-------- RECORDS SUPPLIED --------
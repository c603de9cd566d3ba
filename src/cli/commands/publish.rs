//! Publish command: validate settings, create the release, upload assets.

use crate::cli::{Args, ConsoleObserver, RuntimeConfig};
use crate::config::PublishConfig;
use crate::error::Result;
use crate::github::GitHubReleaseManager;
use crate::publish::Publisher;

/// Execute the publish workflow
pub(super) async fn execute_publish(args: &Args, config: &RuntimeConfig) -> Result<i32> {
    let publish_config = PublishConfig::try_from(args)?;

    config.section("Configuration");
    for line in publish_config.summary() {
        config.indent(&line);
    }

    let manager = GitHubReleaseManager::new(publish_config.github.clone())?;
    let observer = ConsoleObserver::new(config);
    let publisher = Publisher::new(&manager, &observer, publish_config.retry);

    config.section("Release");
    config.info_println(&format!(
        "Creating release '{}' in {}/{}",
        publish_config.release.tag_name,
        publish_config.repository.owner,
        publish_config.repository.name
    ));

    let result = publisher
        .publish(
            &publish_config.repository,
            &publish_config.release,
            &publish_config.assets,
        )
        .await?;

    if !result.assets.is_empty() {
        config.success_println(&format!("Uploaded {} asset(s)", result.assets.len()));
    }

    config.success_println("Release created:");
    config.result_println(&result.release.html_url);

    Ok(0)
}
--------
### DESCRIPTION OF THE TASK:
All the data above must be copied again. Leave nothing out.

### OUTPUT FOR THIS TASK:
repository c603de9cd566d3ba
filename src/cli/commands/publish.rs
//! Publish command: validate settings, create the release, upload assets.

use crate::cli::{Args, ConsoleObserver, RuntimeConfig};
use crate::config::PublishConfig;
use crate::error::Result;
use crate::github::GitHubReleaseManager;
use crate::publish::Publisher;

/// Execute the publish workflow
pub(super) async fn execute_publish(args: &Args, config: &RuntimeConfig) -> Result<i32> {
    let publish_config = PublishConfig::try_from(args)?;

    config.section("Configuration");
    for line in publish_config.summary() {
        config.indent(&line);
    }

    let manager = GitHubReleaseManager::new(publish_config.github.clone())?;
    let observer = ConsoleObserver::new(config);
    let publisher = Publisher::new(&manager, &observer, publish_config.retry);

    config.section("Release");
    config.info_println(&format!(
        "Creating release '{}' in {}/{}",
        publish_config.release.tag_name,
        publish_config.repository.owner,
        publish_config.repository.name
    ));

    let result = publisher
        .publish(
            &publish_config.repository,
            &publish_config.release,
            &publish_config.assets,
        )
        .await?;

    if !result.assets.is_empty() {
        config.success_println(&format!("Uploaded {} asset(s)", result.assets.len()));
    }

    config.success_println("Release created:");
    config.result_println(&result.release.html_url);

    Ok(0)
}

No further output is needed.